For lab 3, my task is to write a simple program using the output screen and to make use of math operation in 6502 assembly. Even though it is a simple program with basic tasks, it is not that easy to write the program in assembly language, while we can do this easily in modern language. Especially we just learned a whole new concept for several classes. Luckily, the lab says:


I decided to write a subtraction calculator. Inspired by the adding calculator from my professor’s Github:

 (https://github.com/ctyler/6502js-code/blob/master/adding-calculator.6502)

I made an investigation to understand how the code works, so later I can modify it to become a subtraction calculator. With a limited amount of time learning 6502 assembly and not many resources on the internet, I could only understand the main part of the program, but it was enough for me to make an incomplete subtraction calculator.

My input process is identical to the source code. The only difference is instead of adding two numbers together, I do subtract them. However, I am not subtracting the two numbers directly. How I do the subtraction is: first, get two numbers from user inputs, then store them in 2 locations. After calling GETNUM function, a number is stored in the accumulator. I store the accumulator in “value” variable for the first number and “$40” for the second number.

"start: jsr PRINT

dcb $0d,$0d,"E","n","t","e","r",32,"a",32,"n","u","m","b","e","r"

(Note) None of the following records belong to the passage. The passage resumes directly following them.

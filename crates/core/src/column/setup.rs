//! Serializable description of a column
//!
//! A [`ColumnSetup`] is what a host model or the demo hands over to build a
//! column: the snow grid, the ordered soil layers and optional per-node
//! overrides. Validation happens in [`ColumnSetup::validate`] before any
//! array is allocated.

use serde::{Deserialize, Serialize};

use crate::config::SolverConfig;
use crate::core_types::{Celsius, HeatFlux, Meters};
use crate::error::{GiplError, GiplResult};

/// Snow grid above the ground surface.
#[derive(Debug, Clone, PartialEq, Serialize, Deserialize)]
pub struct SnowSpec {
    /// Number of snow nodes (0 disables snow)
    pub nodes: usize,
    /// Largest representable snow thickness
    pub max_thickness: Meters,
    /// Initial snow node temperature
    pub initial_temperature: Celsius,
}

impl Default for SnowSpec {
    fn default() -> Self {
        Self {
            nodes: 0,
            max_thickness: Meters::new(0.0),
            initial_temperature: Celsius::new(0.0),
        }
    }
}

/// One soil layer, listed from the surface down.
#[derive(Debug, Clone, PartialEq, Serialize, Deserialize)]
pub struct SoilLayerSpec {
    /// Catalog name of the layer type
    pub layer_type: String,
    /// Nodes inside the layer, the deepest sitting at `max_depth`
    pub nodes: usize,
    /// Depth of the layer bottom (positive down)
    pub max_depth: Meters,
    /// Initial temperature
    pub initial_temperature: Celsius,
    /// Initial total water content (m³/m³)
    pub initial_water_content: f64,
}

/// Complete column description.
#[derive(Debug, Clone, PartialEq, Serialize, Deserialize)]
pub struct ColumnSetup {
    #[serde(default)]
    pub snow: SnowSpec,
    pub soil_layers: Vec<SoilLayerSpec>,
    /// Porosity per soil node (surface first); shorter profiles are extended
    /// with their last value, absent means the layer type defaults
    #[serde(default)]
    pub porosity_profile: Option<Vec<f64>>,
    /// Depths at which daily profiles are additionally reported
    #[serde(default)]
    pub output_depths: Option<Vec<Meters>>,
    /// Overrides the catalog's geothermal heat flux
    #[serde(default)]
    pub geothermal_heat_flux: Option<HeatFlux>,
    #[serde(default)]
    pub solver: SolverConfig,
}

fn check_temperature(what: &str, t: Celsius) -> GiplResult<()> {
    if t.is_finite() && t >= Celsius::ABSOLUTE_ZERO {
        Ok(())
    } else {
        Err(GiplError::InvalidColumn(format!(
            "{what} initial temperature {t} is below absolute zero or not finite"
        )))
    }
}

impl ColumnSetup {
    /// Total number of soil nodes below the surface node.
    #[must_use]
    pub fn soil_node_count(&self) -> usize {
        self.soil_layers.iter().map(|l| l.nodes).sum()
    }

    /// Check the structural invariants of the setup.
    ///
    /// # Errors
    ///
    /// Returns [`GiplError::InvalidColumn`] describing the first violation.
    pub fn validate(&self) -> GiplResult<()> {
        let snow = &self.snow;
        if !(snow.max_thickness.is_finite() && *snow.max_thickness >= 0.0) {
            return Err(GiplError::InvalidColumn(format!(
                "snow max thickness must be non-negative, got {}",
                snow.max_thickness
            )));
        }
        if snow.nodes > 0 && *snow.max_thickness <= 0.0 {
            return Err(GiplError::InvalidColumn(
                "snow nodes require a positive max thickness".to_string(),
            ));
        }
        check_temperature("snow", snow.initial_temperature)?;

        if self.soil_layers.is_empty() {
            return Err(GiplError::InvalidColumn("no soil layers".to_string()));
        }
        let mut previous = 0.0;
        for (k, layer) in self.soil_layers.iter().enumerate() {
            if layer.nodes == 0 {
                return Err(GiplError::InvalidColumn(format!(
                    "layer {k} ({}) has no nodes",
                    layer.layer_type
                )));
            }
            if !(layer.max_depth.is_finite() && *layer.max_depth > previous) {
                return Err(GiplError::InvalidColumn(format!(
                    "layer {k} max depth {} must exceed {previous}",
                    layer.max_depth
                )));
            }
            check_temperature(&format!("layer {k}"), layer.initial_temperature)?;
            if !(layer.initial_water_content.is_finite() && layer.initial_water_content >= 0.0) {
                return Err(GiplError::InvalidColumn(format!(
                    "layer {k} water content must be non-negative, got {}",
                    layer.initial_water_content
                )));
            }
            previous = *layer.max_depth;
        }

        if let Some(profile) = &self.porosity_profile {
            if profile.is_empty() {
                return Err(GiplError::InvalidColumn("empty porosity profile".to_string()));
            }
            if let Some(bad) = profile.iter().find(|p| !(**p > 0.0 && **p <= 1.0)) {
                return Err(GiplError::InvalidColumn(format!(
                    "porosity must be in (0, 1], got {bad}"
                )));
            }
        }
        if let Some(depths) = &self.output_depths {
            if depths.iter().any(|d| !d.is_finite()) {
                return Err(GiplError::InvalidColumn("non-finite output depth".to_string()));
            }
        }
        if let Some(flux) = self.geothermal_heat_flux {
            if !flux.is_finite() {
                return Err(GiplError::InvalidColumn(format!(
                    "geothermal heat flux must be finite, got {flux}"
                )));
            }
        }

        let cfg = &self.solver;
        if cfg.max_iterations == 0
            || !(cfg.min_step_days > 0.0 && cfg.min_step_days <= cfg.max_step_days)
            || !(cfg.convergence_tolerance > 0.0)
        {
            return Err(GiplError::InvalidColumn(format!(
                "inconsistent solver settings {cfg:?}"
            )));
        }
        Ok(())
    }
}

#[cfg(test)]
mod tests {
    use super::*;

    fn setup() -> ColumnSetup {
        ColumnSetup {
            snow: SnowSpec {
                nodes: 4,
                max_thickness: Meters::new(1.0),
                initial_temperature: Celsius::new(-1.0),
            },
            soil_layers: vec![
                SoilLayerSpec {
                    layer_type: "Peat".to_string(),
                    nodes: 5,
                    max_depth: Meters::new(0.5),
                    initial_temperature: Celsius::new(1.0),
                    initial_water_content: 0.6,
                },
                SoilLayerSpec {
                    layer_type: "MineralSoil".to_string(),
                    nodes: 10,
                    max_depth: Meters::new(5.0),
                    initial_temperature: Celsius::new(-1.0),
                    initial_water_content: 0.3,
                },
            ],
            porosity_profile: None,
            output_depths: None,
            geothermal_heat_flux: None,
            solver: SolverConfig::default(),
        }
    }

    #[test]
    fn valid_setup_passes() {
        let s = setup();
        s.validate().unwrap();
        assert_eq!(s.soil_node_count(), 15);
    }

    #[test]
    fn non_increasing_depths_are_rejected() {
        let mut s = setup();
        s.soil_layers[1].max_depth = Meters::new(0.5);
        assert!(matches!(s.validate(), Err(GiplError::InvalidColumn(_))));
    }

    #[test]
    fn temperature_below_absolute_zero_is_rejected() {
        let mut s = setup();
        s.soil_layers[0].initial_temperature = Celsius::new(-300.0);
        assert!(s.validate().is_err());
    }

    #[test]
    fn zero_node_layer_is_rejected() {
        let mut s = setup();
        s.soil_layers[0].nodes = 0;
        assert!(s.validate().is_err());
    }

    #[test]
    fn snow_nodes_without_thickness_are_rejected() {
        let mut s = setup();
        s.snow.max_thickness = Meters::new(0.0);
        assert!(s.validate().is_err());
        s.snow.nodes = 0;
        s.validate().unwrap();
    }

    #[test]
    fn deserializes_minimal_json() {
        let json = r#"{
            "soil_layers": [
                { "layer_type": "Peat", "nodes": 10, "max_depth": 1.0,
                  "initial_temperature": 2.0, "initial_water_content": 0.4 }
            ]
        }"#;
        let s: ColumnSetup = serde_json::from_str(json).unwrap();
        assert_eq!(s.snow.nodes, 0);
        assert_eq!(s.solver, SolverConfig::default());
        s.validate().unwrap();
    }
}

dcb "(","0","-","9","9",")",":"

dcb 32,32,32,32,32,32,32,32,00


lda #$00

sta value_h


jsr GETNUM

sta value


jsr PRINT


dcb "E","n","t","e","r",32,"a","n","o","t","h","e","r"

dcb 32,"n","u","m","b","e","r",32,"(","0","-","9","9",")",":",32,00


jsr GETNUM

sta $40"

 I have tried to subtract them directly by using SBC instruction. However, it did not work, maybe because the user inputs are converted to two-decimal numbers. So, I made a loop to manually decrease the first number until the second number equal to 0.

"loop: dec value

dec $40

ldx $40

cpx #$0

bne loop"

 After finishing the subtraction, the result is in the accumulator. If I store the result to “value” variable and print it to the screen immediately, I get the wrong answer.



 To fix this, I had to do an addition between the result after subtraction and zero.

"sed

clc

lda #0

adc value

cld"

 Finally, I got the right result.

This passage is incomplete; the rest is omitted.